» **Records for this exercise**
// ABOUTME: Article engine filling the trafilatura slot: explicit article containers, then JSON-LD articleBody.
// ABOUTME: Reads title, author and date from JSON-LD and meta tags alongside the body.

use once_cell::sync::Lazy;
use scraper::{ElementRef, Html, Selector};
use url::Url;

use super::{Engine, EngineError, EngineOutput};
use crate::dom::cleaners::clean_article;
use crate::dom::element_text;
use crate::formats::{collect_links, html_to_text};
use crate::metadata;

/// Below this many characters of text the container result is treated as
/// thin and JSON-LD is consulted.
const THIN_BODY_CHARS: usize = 500;

static CONTAINER_SELECTOR: Lazy<Selector> = Lazy::new(|| {
    Selector::parse(
        "[itemprop='articleBody'], article, .entry-content, .post-content, .article-body, main",
    )
    .unwrap()
});

#[derive(Debug, Default, Clone, Copy)]
pub struct ArticleEngine;

impl ArticleEngine {
    /// The explicit article container carrying the most text.
    fn best_container(doc: &Html) -> Option<ElementRef<'_>> {
        doc.select(&CONTAINER_SELECTOR)
            .map(|el| (element_text(&el).len(), el))
            .filter(|(len, _)| *len > 0)
            .max_by_key(|(len, _)| *len)
            .map(|(_, el)| el)
    }
}

fn paragraphs_to_html(text: &str) -> String {
    text.split("\n\n")
        .map(str::trim)
        .filter(|p| !p.is_empty())
        .map(|p| {
            let escaped = p
                .replace('&', "&amp;")
                .replace('<', "&lt;")
                .replace('>', "&gt;");
            format!("<p>{}</p>", escaped)
        })
        .collect::<Vec<_>>()
        .join("\n")
}

impl Engine for ArticleEngine {
    fn run(&self, html: &str, base: &Url) -> Result<EngineOutput, EngineError> {
        let doc = Html::parse_document(html);
        let title = metadata::ld_json_headline(&doc).or_else(|| metadata::extract_title(&doc));

        let mut body_html = Self::best_container(&doc)
            .map(|container| clean_article(&container.html(), title.as_deref().unwrap_or("")))
            .unwrap_or_default();

        if html_to_text(&body_html).chars().count() < THIN_BODY_CHARS {
            if let Some(ld_body) = metadata::ld_json_article_body(&doc) {
                let ld_html = paragraphs_to_html(&ld_body);
                if html_to_text(&ld_html).len() > html_to_text(&body_html).len() {
                    body_html = ld_html;
                }
            }
        }

        if body_html.trim().is_empty() {
            return Err(EngineError::NoContent);
        }

        let links = collect_links(&body_html, base);
        Ok(EngineOutput {
            title,
            author: metadata::extract_author(&doc),
            date: metadata::extract_date(&doc),
            body_html,
            links,
        })
    }
}

#[cfg(test)]
mod tests {
    use super::*;

    fn base() -> Url {
        Url::parse("https://news.example.com/story").unwrap()
    }

    #[test]
    fn picks_article_container_and_metadata() {
        let html = r#"<html><head>
            <title>Story | Site</title>
            <meta name="author" content="Reporter">
            <meta property="article:published_time" content="2024-02-01T10:00:00Z">
        </head><body>
            <div class="menu"><a href="/">Home</a></div>
            <article>
                <h1>Story</h1>
                <p>The first paragraph of the story explains what happened, where, and to whom.</p>
                <p>A <a href="/related">second</a> paragraph adds the quotes and the context behind them.</p>
            </article>
        </body></html>"#;
        let out = ArticleEngine.run(html, &base()).unwrap();
        assert_eq!(out.title.as_deref(), Some("Story | Site"));
        assert_eq!(out.author.as_deref(), Some("Reporter"));
        assert_eq!(out.date.as_deref(), Some("2024-02-01"));
        assert!(out.body_html.contains("first paragraph"));
        assert!(!out.body_html.contains("Home"));
        assert_eq!(out.links.len(), 1);
        assert_eq!(out.links[0].href, "https://news.example.com/related");
    }

    #[test]
    fn thin_container_falls_back_to_ld_json() {
        let html = r#"<html><head>
            <script type="application/ld+json">
            {"@type":"NewsArticle","headline":"Headline","articleBody":"Para one is long enough.\n\nPara two <b>escaped</b>."}
            </script>
        </head><body><article><p>Teaser only.</p></article></body></html>"#;
        let out = ArticleEngine.run(html, &base()).unwrap();
        assert_eq!(out.title.as_deref(), Some("Headline"));
        assert!(out.body_html.contains("<p>Para one is long enough.</p>"));
        assert!(out.body_html.contains("&lt;b&gt;escaped&lt;/b&gt;"));
    }

    #[test]
    fn no_container_and_no_ld_json_is_no_content() {
        let html = "<html><body><div><p>Loose text outside any article container.</p></div></body></html>";
        let err = ArticleEngine.run(html, &base()).unwrap_err();
        assert!(matches!(err, EngineError::NoContent));
    }
}
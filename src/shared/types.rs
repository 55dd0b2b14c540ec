use serde::{Deserialize, Serialize};
use utoipa::ToSchema;

/// Body of every non-2xx response: `{"error": "..."}`
#[derive(Debug, Clone, PartialEq, Eq, Serialize, Deserialize, ToSchema)]
pub struct ErrorResponse {
    #[schema(example = "Document not found")]
    pub error: String,
}

impl ErrorResponse {
    pub fn new(error: impl Into<String>) -> Self {
        Self {
            error: error.into(),
        }
    }
}
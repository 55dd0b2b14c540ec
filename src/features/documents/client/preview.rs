use std::collections::HashMap;
use std::sync::atomic::{AtomicU64, Ordering};
use std::sync::{Arc, Mutex};

use super::api::CandidateFile;

/// Tracks preview handles handed out for queued files.
#[derive(Debug, Clone, Default)]
pub struct PreviewRegistry {
    live: Arc<Mutex<HashMap<u64, String>>>,
    next_id: Arc<AtomicU64>,
}

impl PreviewRegistry {
    pub fn new() -> Self {
        Self::default()
    }

    pub fn acquire(&self, file: &CandidateFile) -> PreviewHandle {
        let id = self.next_id.fetch_add(1, Ordering::Relaxed);
        let url = format!("preview://{}/{}", id, file.name);
        self.lock().insert(id, url.clone());

        PreviewHandle {
            id,
            url,
            registry: self.clone(),
        }
    }

    /// Number of handles acquired and not yet released
    pub fn live(&self) -> usize {
        self.lock().len()
    }

    fn release(&self, id: u64) {
        self.lock().remove(&id);
    }

    fn lock(&self) -> std::sync::MutexGuard<'_, HashMap<u64, String>> {
        // The map stays consistent even if a holder panicked
        self.live.lock().unwrap_or_else(|poisoned| poisoned.into_inner())
    }
}

/// Preview of a queued file. Released when dropped.
#[derive(Debug)]
pub struct PreviewHandle {
    id: u64,
    url: String,
    registry: PreviewRegistry,
}

impl PreviewHandle {
    pub fn url(&self) -> &str {
        &self.url
    }
}

impl Drop for PreviewHandle {
    fn drop(&mut self) {
        self.registry.release(self.id);
    }
}
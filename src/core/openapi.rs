use utoipa::{Modify, OpenApi};

use crate::features::documents::{
    dtos as documents_dtos, handlers as documents_handlers, models as documents_models,
};
use crate::shared::types::ErrorResponse;

#[derive(OpenApi)]
#[openapi(
    paths(
        // Documents
        documents_handlers::upload_document,
        documents_handlers::get_document_status,
    ),
    components(
        schemas(
            // Shared
            ErrorResponse,
            // Documents
            documents_models::DocumentStatus,
            documents_dtos::UploadDocumentDto,
            documents_dtos::UploadDocumentResponseDto,
            documents_dtos::DocumentStatusResponseDto,
        )
    ),
    tags(
        (name = "documents", description = "KYC document upload and verification status"),
    ),
    info(
        title = "KYC Documents API",
        version = "0.1.0",
        description = "Upload identity documents and follow their verification",
    )
)]
pub struct ApiDoc;

/// Modifier to override OpenAPI info from config
pub struct SwaggerInfoModifier {
    pub title: String,
    pub version: String,
    pub description: String,
}

impl Modify for SwaggerInfoModifier {
    fn modify(&self, openapi: &mut utoipa::openapi::OpenApi) {
        openapi.info.title = self.title.clone();
        openapi.info.version = self.version.clone();
        openapi.info.description = Some(self.description.clone());
    }
}
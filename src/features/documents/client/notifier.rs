/// Where the widget sends user-visible notifications (toasts).
pub trait NotificationSink: Send + Sync {
    fn success(&self, message: &str);
    fn error(&self, message: &str);
}

/// Sink that writes notifications to the log
#[derive(Debug, Default, Clone, Copy)]
pub struct TracingNotifier;

impl NotificationSink for TracingNotifier {
    fn success(&self, message: &str) {
        tracing::info!(notification = "success", "{}", message);
    }

    fn error(&self, message: &str) {
        tracing::warn!(notification = "error", "{}", message);
    }
}
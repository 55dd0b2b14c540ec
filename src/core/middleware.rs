use axum::{
    extract::Request,
    http::{header, HeaderValue, StatusCode},
    middleware::Next,
    response::{IntoResponse, Response},
};
use base64::prelude::*;
use std::sync::Arc;
use tower_http::cors::{AllowOrigin, Any, CorsLayer};
use tower_http::request_id::{MakeRequestId, RequestId};
use tracing::Span;
use uuid::Uuid;

/// Request ID generator using UUID v7 (time-ordered)
#[derive(Clone, Copy)]
pub struct MakeRequestUuid;

impl MakeRequestId for MakeRequestUuid {
    fn make_request_id<B>(&mut self, _request: &axum::http::Request<B>) -> Option<RequestId> {
        let id = Uuid::now_v7().to_string();
        HeaderValue::from_str(&id).ok().map(RequestId::new)
    }
}

/// Custom MakeSpan that includes request_id in the tracing span
#[derive(Clone, Debug)]
pub struct MakeSpanWithRequestId;

impl<B> tower_http::trace::MakeSpan<B> for MakeSpanWithRequestId {
    fn make_span(&mut self, request: &axum::http::Request<B>) -> Span {
        let request_id = request
            .headers()
            .get("x-request-id")
            .and_then(|v| v.to_str().ok())
            .unwrap_or("-");

        tracing::info_span!(
            "request",
            method = %request.method(),
            uri = %request.uri(),
            request_id = %request_id,
        )
    }
}

pub fn cors_layer(allowed_origins: Vec<String>) -> CorsLayer {
    let cors = CorsLayer::new().allow_methods(Any).allow_headers(Any);

    // If origins list contains "*", allow any origin
    if allowed_origins.iter().any(|o| o == "*") {
        cors.allow_origin(Any)
    } else {
        let origins: Vec<HeaderValue> = allowed_origins
            .iter()
            .filter_map(|o| o.parse().ok())
            .collect();
        cors.allow_origin(AllowOrigin::list(origins))
    }
}

/// Basic auth guard for the Swagger UI. `valid_credentials` is "user:pass".
pub fn basic_auth_middleware(
    valid_credentials: Arc<String>,
) -> impl Fn(
    Request,
    Next,
)
    -> std::pin::Pin<Box<dyn std::future::Future<Output = Result<Response, Response>> + Send>>
       + Clone {
    move |req: Request, next: Next| {
        let credentials = valid_credentials.clone();
        Box::pin(async move {
            let authorized = req
                .headers()
                .get(header::AUTHORIZATION)
                .and_then(|h| h.to_str().ok())
                .and_then(|h| h.strip_prefix("Basic "))
                .and_then(|encoded| BASE64_STANDARD.decode(encoded).ok())
                .and_then(|decoded| String::from_utf8(decoded).ok())
                .is_some_and(|creds| creds == *credentials);

            if authorized {
                return Ok(next.run(req).await);
            }

            Err((
                StatusCode::UNAUTHORIZED,
                [(header::WWW_AUTHENTICATE, "Basic realm=\"Swagger UI\"")],
                "Unauthorized",
            )
                .into_response())
        })
    }
}

#[cfg(test)]
mod tests {
    use super::*;
    use axum::{middleware::from_fn, routing::get, Router};
    use axum_test::TestServer;

    fn guarded_router() -> Router {
        Router::new()
            .route("/docs", get(|| async { "ok" }))
            .layer(from_fn(basic_auth_middleware(Arc::new(
                "admin:secret".to_string(),
            ))))
    }

    #[tokio::test]
    async fn test_basic_auth_rejects_missing_credentials() {
        let server = TestServer::new(guarded_router()).unwrap();
        let response = server.get("/docs").await;
        response.assert_status(StatusCode::UNAUTHORIZED);
        assert!(response.headers().contains_key(header::WWW_AUTHENTICATE));
    }

    #[tokio::test]
    async fn test_basic_auth_accepts_valid_credentials() {
        let server = TestServer::new(guarded_router()).unwrap();
        let encoded = BASE64_STANDARD.encode("admin:secret");
        let response = server
            .get("/docs")
            .add_header(
                header::AUTHORIZATION,
                HeaderValue::from_str(&format!("Basic {}", encoded)).unwrap(),
            )
            .await;
        response.assert_status_ok();
        response.assert_text("ok");
    }
}
//! Storage module for document blobs
//!
//! `BlobStore` is the seam the document flow depends on; `MinIOClient`
//! is the MinIO/S3-compatible implementation used in production.

mod blob_store;
mod minio_client;

pub use blob_store::BlobStore;
pub use minio_client::MinIOClient;
use async_trait::async_trait;
use sqlx::PgPool;
use tracing::info;
use uuid::Uuid;

use crate::core::error::{AppError, Result};
use crate::features::documents::models::{Document, DocumentStatus, NewDocument};

const DOCUMENT_COLUMNS: &str = "id, owner_id, filename, mime_type, size_bytes, storage_path, \
     checksum_sha256, status, created_at, updated_at";

/// Record store for documents.
///
/// The upload flow only calls `insert` and `get_by_id`; `update_status`
/// belongs to the external verifier.
#[async_trait]
pub trait DocumentRepository: Send + Sync {
    /// Insert a new record with status `processing`.
    async fn insert(&self, document: NewDocument) -> Result<Document>;

    async fn get_by_id(&self, id: Uuid) -> Result<Option<Document>>;

    /// Move a `processing` document to a terminal status.
    ///
    /// Returns `NotFound` for an unknown id and `Conflict` for any other
    /// transition.
    async fn update_status(&self, id: Uuid, status: DocumentStatus) -> Result<Document>;
}

/// Postgres-backed document repository
pub struct PgDocumentRepository {
    pool: PgPool,
}

impl PgDocumentRepository {
    pub fn new(pool: PgPool) -> Self {
        Self { pool }
    }
}

#[async_trait]
impl DocumentRepository for PgDocumentRepository {
    async fn insert(&self, document: NewDocument) -> Result<Document> {
        let query = format!(
            r#"
            INSERT INTO documents (id, owner_id, filename, mime_type, size_bytes, storage_path, checksum_sha256, status)
            VALUES ($1, $2, $3, $4, $5, $6, $7, $8)
            RETURNING {}
            "#,
            DOCUMENT_COLUMNS
        );

        let document = sqlx::query_as::<_, Document>(&query)
            .bind(document.id)
            .bind(&document.owner_id)
            .bind(&document.filename)
            .bind(&document.mime_type)
            .bind(document.size_bytes)
            .bind(&document.storage_path)
            .bind(&document.checksum_sha256)
            .bind(DocumentStatus::Processing)
            .fetch_one(&self.pool)
            .await?;

        Ok(document)
    }

    async fn get_by_id(&self, id: Uuid) -> Result<Option<Document>> {
        let query = format!("SELECT {} FROM documents WHERE id = $1", DOCUMENT_COLUMNS);

        let document = sqlx::query_as::<_, Document>(&query)
            .bind(id)
            .fetch_optional(&self.pool)
            .await?;

        Ok(document)
    }

    async fn update_status(&self, id: Uuid, status: DocumentStatus) -> Result<Document> {
        if !status.is_terminal() {
            return Err(AppError::Conflict(format!(
                "Document {} cannot be moved back to processing",
                id
            )));
        }

        // The status guard in the WHERE clause makes the transition a single
        // compare-and-set; the migration trigger rejects anything else too.
        let query = format!(
            r#"
            UPDATE documents
            SET status = $2
            WHERE id = $1 AND status = 'processing'
            RETURNING {}
            "#,
            DOCUMENT_COLUMNS
        );

        let updated = sqlx::query_as::<_, Document>(&query)
            .bind(id)
            .bind(status)
            .fetch_optional(&self.pool)
            .await?;

        match updated {
            Some(document) => {
                info!("Document {} moved to {}", id, status);
                Ok(document)
            }
            None => match self.get_by_id(id).await? {
                Some(current) => Err(AppError::Conflict(format!(
                    "Document {} is already {}",
                    id, current.status
                ))),
                None => Err(AppError::NotFound("Document not found".to_string())),
            },
        }
    }
}
use axum::{
    http::StatusCode,
    response::{IntoResponse, Response},
    Json,
};
use thiserror::Error;

use crate::shared::types::ErrorResponse;

#[derive(Debug, Error)]
pub enum AppError {
    #[error("Database error: {0}")]
    Database(#[from] sqlx::Error),

    #[error("Not found: {0}")]
    NotFound(String),

    #[error("Bad request: {0}")]
    BadRequest(String),

    #[error("Payload too large: {0}")]
    PayloadTooLarge(String),

    /// Blob store failure. Kept apart from `NotFound` so callers can tell a
    /// missing record from an unavailable storage layer.
    #[error("Storage error: {0}")]
    Storage(String),

    #[error("Conflict: {0}")]
    Conflict(String),

    #[error("Internal server error: {0}")]
    Internal(String),
}

impl AppError {
    pub fn status_code(&self) -> StatusCode {
        match self {
            AppError::Database(_) | AppError::Storage(_) | AppError::Internal(_) => {
                StatusCode::INTERNAL_SERVER_ERROR
            }
            AppError::NotFound(_) => StatusCode::NOT_FOUND,
            AppError::BadRequest(_) => StatusCode::BAD_REQUEST,
            AppError::PayloadTooLarge(_) => StatusCode::PAYLOAD_TOO_LARGE,
            AppError::Conflict(_) => StatusCode::CONFLICT,
        }
    }
}

impl IntoResponse for AppError {
    fn into_response(self) -> Response {
        let status = self.status_code();
        let message = match self {
            AppError::Database(ref e) => {
                tracing::error!("Database error: {:?}", e);
                "Database error occurred".to_string()
            }
            AppError::Storage(ref msg) => {
                tracing::error!("Storage error: {}", msg);
                "Document storage is unavailable".to_string()
            }
            AppError::Internal(ref msg) => {
                tracing::error!("Internal error: {}", msg);
                "Internal server error".to_string()
            }
            AppError::NotFound(msg)
            | AppError::BadRequest(msg)
            | AppError::PayloadTooLarge(msg)
            | AppError::Conflict(msg) => msg,
        };

        (status, Json(ErrorResponse::new(message))).into_response()
    }
}

pub type Result<T> = std::result::Result<T, AppError>;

» **Instructions to follow**
Find every line in the records above that holds the word "moved", and copy each one.

» **Exercise result**
                "Document {} cannot be moved back to processing",
                info!("Document {} moved to {}", id, status);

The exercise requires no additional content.